### [Task inputs]
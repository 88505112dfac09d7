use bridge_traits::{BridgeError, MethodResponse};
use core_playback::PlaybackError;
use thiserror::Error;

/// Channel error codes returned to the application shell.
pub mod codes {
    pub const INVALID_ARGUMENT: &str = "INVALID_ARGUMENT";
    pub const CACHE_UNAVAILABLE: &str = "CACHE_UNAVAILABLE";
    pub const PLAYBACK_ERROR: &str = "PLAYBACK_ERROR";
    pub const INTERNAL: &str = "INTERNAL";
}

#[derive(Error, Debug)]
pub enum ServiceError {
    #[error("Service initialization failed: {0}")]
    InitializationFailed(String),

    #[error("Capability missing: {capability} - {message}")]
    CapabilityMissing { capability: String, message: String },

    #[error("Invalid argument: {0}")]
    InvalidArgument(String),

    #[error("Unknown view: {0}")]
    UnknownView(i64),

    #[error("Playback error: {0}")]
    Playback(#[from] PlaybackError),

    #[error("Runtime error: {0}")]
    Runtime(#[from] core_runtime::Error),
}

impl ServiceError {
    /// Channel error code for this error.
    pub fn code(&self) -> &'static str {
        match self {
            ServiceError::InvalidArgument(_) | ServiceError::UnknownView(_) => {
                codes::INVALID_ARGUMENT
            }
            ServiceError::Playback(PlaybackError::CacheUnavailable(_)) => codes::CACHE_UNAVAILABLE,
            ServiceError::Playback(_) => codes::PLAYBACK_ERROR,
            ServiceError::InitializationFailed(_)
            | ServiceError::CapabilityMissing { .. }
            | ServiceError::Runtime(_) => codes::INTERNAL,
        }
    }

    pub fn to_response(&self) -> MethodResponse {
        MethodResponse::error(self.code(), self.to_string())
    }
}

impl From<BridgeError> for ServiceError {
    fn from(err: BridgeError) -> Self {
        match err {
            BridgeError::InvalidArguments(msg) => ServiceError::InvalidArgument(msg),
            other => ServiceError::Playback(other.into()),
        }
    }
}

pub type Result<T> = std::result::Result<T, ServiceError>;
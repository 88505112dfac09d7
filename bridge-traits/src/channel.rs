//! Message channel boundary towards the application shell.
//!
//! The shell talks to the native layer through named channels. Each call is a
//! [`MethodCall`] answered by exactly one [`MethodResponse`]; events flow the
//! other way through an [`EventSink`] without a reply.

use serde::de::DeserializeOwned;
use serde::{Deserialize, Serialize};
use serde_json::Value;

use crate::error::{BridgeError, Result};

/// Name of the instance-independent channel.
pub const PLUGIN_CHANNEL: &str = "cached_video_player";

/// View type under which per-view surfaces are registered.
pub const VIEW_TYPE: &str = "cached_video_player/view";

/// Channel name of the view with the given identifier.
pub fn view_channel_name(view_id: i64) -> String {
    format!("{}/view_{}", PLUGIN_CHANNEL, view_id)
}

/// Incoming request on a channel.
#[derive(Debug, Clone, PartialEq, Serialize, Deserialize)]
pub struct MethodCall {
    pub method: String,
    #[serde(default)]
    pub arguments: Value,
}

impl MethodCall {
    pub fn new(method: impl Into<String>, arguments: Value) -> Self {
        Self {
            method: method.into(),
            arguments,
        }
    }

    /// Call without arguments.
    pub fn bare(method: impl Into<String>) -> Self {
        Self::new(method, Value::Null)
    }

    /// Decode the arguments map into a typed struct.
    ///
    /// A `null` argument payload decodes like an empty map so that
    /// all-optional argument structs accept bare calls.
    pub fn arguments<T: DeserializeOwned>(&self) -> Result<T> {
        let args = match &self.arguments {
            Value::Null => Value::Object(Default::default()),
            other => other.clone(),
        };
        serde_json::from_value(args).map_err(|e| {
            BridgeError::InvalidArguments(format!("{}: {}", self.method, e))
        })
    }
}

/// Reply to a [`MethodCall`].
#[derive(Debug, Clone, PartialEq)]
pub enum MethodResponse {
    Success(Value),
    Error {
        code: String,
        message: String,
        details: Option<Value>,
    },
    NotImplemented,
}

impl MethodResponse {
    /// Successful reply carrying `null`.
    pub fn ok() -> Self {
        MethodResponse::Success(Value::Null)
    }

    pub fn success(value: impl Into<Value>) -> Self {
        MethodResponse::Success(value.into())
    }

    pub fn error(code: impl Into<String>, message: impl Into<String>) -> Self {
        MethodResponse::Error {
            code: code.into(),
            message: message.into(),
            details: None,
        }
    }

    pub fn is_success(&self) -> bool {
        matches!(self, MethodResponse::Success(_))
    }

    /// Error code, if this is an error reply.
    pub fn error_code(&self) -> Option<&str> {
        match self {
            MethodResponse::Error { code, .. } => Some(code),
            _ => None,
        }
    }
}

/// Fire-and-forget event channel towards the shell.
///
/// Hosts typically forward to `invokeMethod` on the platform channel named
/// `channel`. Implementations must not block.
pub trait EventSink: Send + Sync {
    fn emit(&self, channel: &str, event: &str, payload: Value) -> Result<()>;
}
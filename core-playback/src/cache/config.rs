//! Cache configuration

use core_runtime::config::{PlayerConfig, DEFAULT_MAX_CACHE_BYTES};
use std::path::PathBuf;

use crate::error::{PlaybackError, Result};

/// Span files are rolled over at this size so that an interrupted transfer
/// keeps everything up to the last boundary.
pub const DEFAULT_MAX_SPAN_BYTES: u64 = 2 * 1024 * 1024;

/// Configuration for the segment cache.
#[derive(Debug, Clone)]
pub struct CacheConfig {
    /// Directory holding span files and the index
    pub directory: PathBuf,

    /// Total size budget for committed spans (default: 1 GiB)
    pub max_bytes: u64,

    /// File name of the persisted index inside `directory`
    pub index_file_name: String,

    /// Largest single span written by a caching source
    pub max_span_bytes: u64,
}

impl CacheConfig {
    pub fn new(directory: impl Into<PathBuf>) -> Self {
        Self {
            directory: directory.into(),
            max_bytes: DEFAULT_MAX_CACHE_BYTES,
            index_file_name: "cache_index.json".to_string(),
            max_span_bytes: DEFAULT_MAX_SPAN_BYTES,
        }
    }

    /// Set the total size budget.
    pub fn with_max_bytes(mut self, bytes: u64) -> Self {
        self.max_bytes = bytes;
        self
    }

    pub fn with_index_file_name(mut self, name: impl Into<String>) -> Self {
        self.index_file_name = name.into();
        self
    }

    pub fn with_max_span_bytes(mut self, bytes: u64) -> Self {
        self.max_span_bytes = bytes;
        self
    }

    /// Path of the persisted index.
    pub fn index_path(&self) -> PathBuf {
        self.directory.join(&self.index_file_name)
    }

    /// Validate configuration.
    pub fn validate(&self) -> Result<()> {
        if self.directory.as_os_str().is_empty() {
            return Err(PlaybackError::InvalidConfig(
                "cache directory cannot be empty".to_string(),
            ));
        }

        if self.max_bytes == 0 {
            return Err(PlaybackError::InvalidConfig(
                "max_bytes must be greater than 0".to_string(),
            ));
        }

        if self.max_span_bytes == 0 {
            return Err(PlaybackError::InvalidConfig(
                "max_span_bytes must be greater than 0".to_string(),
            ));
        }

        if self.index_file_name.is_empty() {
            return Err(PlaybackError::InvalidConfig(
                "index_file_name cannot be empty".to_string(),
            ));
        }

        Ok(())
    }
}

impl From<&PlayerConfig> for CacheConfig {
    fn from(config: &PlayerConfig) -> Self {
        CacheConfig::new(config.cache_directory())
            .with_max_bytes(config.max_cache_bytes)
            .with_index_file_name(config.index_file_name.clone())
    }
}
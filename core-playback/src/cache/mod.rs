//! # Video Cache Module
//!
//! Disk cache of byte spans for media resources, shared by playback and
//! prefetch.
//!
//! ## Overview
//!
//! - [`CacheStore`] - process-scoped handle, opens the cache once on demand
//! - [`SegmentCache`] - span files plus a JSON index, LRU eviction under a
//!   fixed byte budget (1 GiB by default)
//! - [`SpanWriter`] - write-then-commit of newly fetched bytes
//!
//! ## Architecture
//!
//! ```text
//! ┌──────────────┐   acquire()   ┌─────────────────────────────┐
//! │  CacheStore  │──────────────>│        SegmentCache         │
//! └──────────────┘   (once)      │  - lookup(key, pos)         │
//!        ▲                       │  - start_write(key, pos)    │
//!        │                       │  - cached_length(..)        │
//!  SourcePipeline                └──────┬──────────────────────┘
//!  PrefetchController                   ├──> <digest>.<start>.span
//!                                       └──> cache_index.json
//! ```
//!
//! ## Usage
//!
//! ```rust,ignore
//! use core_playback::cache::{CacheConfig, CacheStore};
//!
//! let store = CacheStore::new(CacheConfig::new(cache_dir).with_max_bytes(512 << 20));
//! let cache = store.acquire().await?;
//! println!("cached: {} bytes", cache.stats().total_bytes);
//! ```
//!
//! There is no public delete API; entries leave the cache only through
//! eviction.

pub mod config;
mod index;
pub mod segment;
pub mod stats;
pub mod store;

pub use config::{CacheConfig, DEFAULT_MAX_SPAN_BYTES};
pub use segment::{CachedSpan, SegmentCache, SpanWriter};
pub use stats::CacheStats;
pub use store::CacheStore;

### [Required action]
The line containing "pub const CACHE_UNAVAILABLE: &str" marks the end: copy exactly every line from the top of the data above down to it, that line included.

### [Solution below]
repository 88505112dfac09d7
use bridge_traits::{BridgeError, MethodResponse};
use core_playback::PlaybackError;
use thiserror::Error;

/// Channel error codes returned to the application shell.
pub mod codes {
    pub const INVALID_ARGUMENT: &str = "INVALID_ARGUMENT";
    pub const CACHE_UNAVAILABLE: &str = "CACHE_UNAVAILABLE";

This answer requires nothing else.